Action item: Output the records exactly, every one of them.

Provided entries:
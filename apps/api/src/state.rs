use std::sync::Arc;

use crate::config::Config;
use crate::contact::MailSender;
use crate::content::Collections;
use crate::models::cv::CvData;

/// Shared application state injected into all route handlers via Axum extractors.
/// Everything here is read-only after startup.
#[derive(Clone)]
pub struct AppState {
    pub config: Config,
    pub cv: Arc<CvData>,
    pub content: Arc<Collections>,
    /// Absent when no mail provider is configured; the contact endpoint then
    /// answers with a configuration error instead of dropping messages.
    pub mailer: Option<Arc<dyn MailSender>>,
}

Problem solution:
filename apps/api/src/state.rs
use std::sync::Arc;

use crate::config::Config;
use crate::contact::MailSender;
use crate::content::Collections;
use crate::models::cv::CvData;

/// Shared application state injected into all route handlers via Axum extractors.
/// Everything here is read-only after startup.
#[derive(Clone)]
pub struct AppState {
    pub config: Config,
    pub cv: Arc<CvData>,
    pub content: Arc<Collections>,
    /// Absent when no mail provider is configured; the contact endpoint then
    /// answers with a configuration error instead of dropping messages.
    pub mailer: Option<Arc<dyn MailSender>>,
}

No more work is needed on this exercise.